Beichtstühle wurden restauriert und wieder in die Kirche gebracht

Dazu mussten zunächst freilich alle Einzelteile der Beichtstühle zusammengesucht werden, damit die Kirchenmöbel fast authentisch restauriert werden konnten. Sogar die Aufsatzgemälde seien gefunden worden, so Freisl. Der Maler Mathias Allezer aus Riegsee habe die drei Bildnisse – St. Peter, David und Magdalena – für die oberen Aufsätze an drei der Beichtstühle geschaffen. „Es ist ein Riesenzufall, dass alles noch da ist“, sagte Karl-Georg Nicklbauer vom Staatlichen Bauamt Weilheim.

Alte Beichtstühle: Ortschronist forschte nach

Ortschronist Freisl hat zu dem Aussehen der Habacher Beichtstühlen recherchiert und herausgefunden, dass seit dem 17 Jahrhundert Beichtstühle vorgeschrieben waren, die eine räumliche Abtrennung der Beichtenden vom Priester aufwiesen. „Vor dieser Zeit war ein offener Stuhl für den Priester im Altarbereich üblich neben dem der Beichtende kniete“, so Freisl. Außerdem seien die Habacher Beichtstühle – entsprechend der Sitte ab dem 17. Jahrhundert – symmetrisch dreiteilig gegliedert: Im Mittelteil eine Sitzbank für den Priester und in den Seiten-Nischen rechts und links davon Kniebänke für die Beichtenden.

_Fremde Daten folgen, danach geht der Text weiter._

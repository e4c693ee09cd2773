pub mod domain;
pub mod handlers;
pub mod projections;
pub mod shared;
pub mod system;

#[tokio::main]
async fn main() -> anyhow::Result<()> {
    use axum::http::{header, Method};
    use axum::middleware;
    use axum::{
        routing::{get, post},
        Router,
    };
    use std::net::SocketAddr;
    use tokio::net::TcpListener;
    use tower_http::cors::{Any, CorsLayer};
    use tower_http::services::ServeDir;
    use tracing_subscriber::{layer::SubscriberExt, util::SubscriberInitExt};

    let log_dir = std::path::Path::new("target").join("logs");
    std::fs::create_dir_all(&log_dir)?;

    let log_file = std::fs::OpenOptions::new()
        .create(true)
        .append(true)
        .open(log_dir.join("backend.log"))?;

    tracing_subscriber::registry()
        .with(tracing_subscriber::EnvFilter::new(
            std::env::var("RUST_LOG").unwrap_or_else(|_| "info,sqlx=warn,sea_orm=warn".into()),
        ))
        .with(tracing_subscriber::fmt::layer())
        .with(
            tracing_subscriber::fmt::layer()
                .with_writer(std::sync::Arc::new(log_file))
                .with_ansi(false),
        )
        .init();

    let config = shared::config::load_config()?;
    let db_path = shared::config::get_database_path(&config)?;

    shared::data::db::initialize_database(db_path.to_str())
        .await
        .map_err(|e| anyhow::anyhow!("db init failed: {e}"))?;

    system::initialization::apply_auth_schema().await?;
    system::initialization::ensure_admin_user_exists().await?;

    let cors = CorsLayer::new()
        .allow_origin(Any)
        .allow_methods([
            Method::GET,
            Method::POST,
            Method::PUT,
            Method::DELETE,
            Method::OPTIONS,
        ])
        .allow_headers([header::CONTENT_TYPE, header::ACCEPT, header::AUTHORIZATION]);

    let require_auth = || {
        middleware::from_fn::<_, (axum::extract::Request,)>(system::auth::middleware::require_auth)
    };
    let require_admin = || {
        middleware::from_fn::<_, (axum::extract::Request,)>(system::auth::middleware::require_admin)
    };

    let app = Router::new()
        .route("/health", get(|| async { "ok" }))
        // ========================================
        // SYSTEM AUTH ROUTES (PUBLIC)
        // ========================================
        .route(
            "/api/system/auth/login",
            post(system::handlers::auth::login),
        )
        .route(
            "/api/system/auth/refresh",
            post(system::handlers::auth::refresh),
        )
        .route(
            "/api/system/auth/logout",
            post(system::handlers::auth::logout),
        )
        .route(
            "/api/system/auth/me",
            get(system::handlers::auth::current_user).layer(require_auth()),
        )
        // System users management (admin only)
        .route(
            "/api/system/users",
            get(system::handlers::users::list)
                .post(system::handlers::users::create)
                .layer(require_admin()),
        )
        .route(
            "/api/system/users/:id",
            get(system::handlers::users::get_by_id)
                .put(system::handlers::users::update)
                .delete(system::handlers::users::delete)
                .layer(require_admin()),
        )
        .route(
            "/api/system/users/:id/change-password",
            post(system::handlers::users::change_password).layer(require_auth()),
        )
        // ========================================
        // SYSTEM LOGS (viewer routes admin only)
        // ========================================
        .route(
            "/api/system/logs",
            post(handlers::logs::create).layer(require_auth()),
        )
        .route(
            "/api/system/logs/:kind",
            get(handlers::logs::list).layer(require_admin()),
        )
        .route(
            "/api/system/logs/:kind/purge",
            post(handlers::logs::purge_by_field).layer(require_admin()),
        )
        .route(
            "/api/system/logs/:kind/:id",
            axum::routing::delete(handlers::logs::delete_by_id).layer(require_admin()),
        )
        // ========================================
        // PORTAL ROUTES
        // ========================================
        .route(
            "/api/member-company",
            get(handlers::a001_member_company::list_all)
                .post(handlers::a001_member_company::upsert)
                .layer(require_auth()),
        )
        .route(
            "/api/member-company/:id",
            get(handlers::a001_member_company::get_by_id)
                .delete(handlers::a001_member_company::delete)
                .layer(require_auth()),
        )
        .route(
            "/api/support-project",
            get(handlers::a002_support_project::list_all)
                .post(handlers::a002_support_project::upsert)
                .layer(require_auth()),
        )
        .route(
            "/api/support-project/:id",
            get(handlers::a002_support_project::get_by_id)
                .delete(handlers::a002_support_project::delete)
                .layer(require_auth()),
        )
        .route(
            "/api/project-application",
            get(handlers::a003_project_application::list)
                .post(handlers::a003_project_application::submit)
                .layer(require_auth()),
        )
        .route(
            "/api/project-application/:id",
            get(handlers::a003_project_application::get_by_id)
                .delete(handlers::a003_project_application::delete)
                .layer(require_auth()),
        )
        .route(
            "/api/project-application/:id/review",
            post(handlers::a003_project_application::review).layer(require_admin()),
        )
        .route(
            "/api/performance-report",
            get(handlers::a004_performance_report::list)
                .post(handlers::a004_performance_report::upsert)
                .layer(require_auth()),
        )
        .route(
            "/api/performance-report/:id",
            get(handlers::a004_performance_report::get_by_id)
                .delete(handlers::a004_performance_report::delete)
                .layer(require_auth()),
        )
        .route(
            "/api/support-ticket",
            get(handlers::a005_support_ticket::list)
                .post(handlers::a005_support_ticket::create)
                .layer(require_auth()),
        )
        .route(
            "/api/support-ticket/:id",
            get(handlers::a005_support_ticket::get_by_id)
                .delete(handlers::a005_support_ticket::delete)
                .layer(require_auth()),
        )
        .route(
            "/api/support-ticket/:id/answer",
            post(handlers::a005_support_ticket::answer).layer(require_admin()),
        )
        .route(
            "/api/support-ticket/:id/close",
            post(handlers::a005_support_ticket::close).layer(require_auth()),
        )
        .route("/api/faq", get(handlers::a006_faq::list_published))
        .route(
            "/api/faq",
            post(handlers::a006_faq::upsert).layer(require_admin()),
        )
        .route(
            "/api/faq/all",
            get(handlers::a006_faq::list_all).layer(require_admin()),
        )
        .route("/api/faq/:id", get(handlers::a006_faq::get_by_id))
        .route(
            "/api/faq/:id",
            axum::routing::delete(handlers::a006_faq::delete).layer(require_admin()),
        )
        // P900 member statistics
        .route(
            "/api/p900/member-stats",
            get(handlers::p900_member_stats::list).layer(require_auth()),
        )
        .route(
            "/api/p900/member-stats/export",
            get(handlers::p900_member_stats::export_csv).layer(require_auth()),
        )
        .fallback_service(ServeDir::new("dist"))
        .layer(middleware::from_fn(
            system::middleware::request_logger::log_request,
        ))
        .layer(cors);

    let addr: SocketAddr = ([0, 0, 0, 0], config.server.port).into();

    tracing::info!("Binding server to http://{}", addr);
    let listener = match TcpListener::bind(addr).await {
        Ok(listener) => listener,
        Err(e) => {
            if e.kind() == std::io::ErrorKind::AddrInUse {
                tracing::error!("Port {} is already in use", config.server.port);
            } else {
                tracing::error!("Failed to bind to port {}: {}", config.server.port, e);
            }
            return Err(e.into());
        }
    };

    axum::serve(listener, app).await?;

    Ok(())
}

Der Mittelteil ist durch Seitenwände, deren Öffnung mit Gitterwerk versehen ist, gegenüber den Seitenteilen abgegrenzt. „Die Gitter sind bemalt und brandgeschnitten“, erläuterte Nickelbauer. Eine „Wahnsinnsarbeit“ sei das damals gewesen.

Zum Wert der Beichtstühle und zu den Kosten für deren Restaurierung möchte Freisl nichts sagen. Übrigens: Zur Beichte genutzt werden sollen die stattlichen Kirchenmöbel nicht mehr, sagt Peter Seidel. „Aber sie gehören einfach zu unserer Kirche dazu“, betonte der Pfarrer.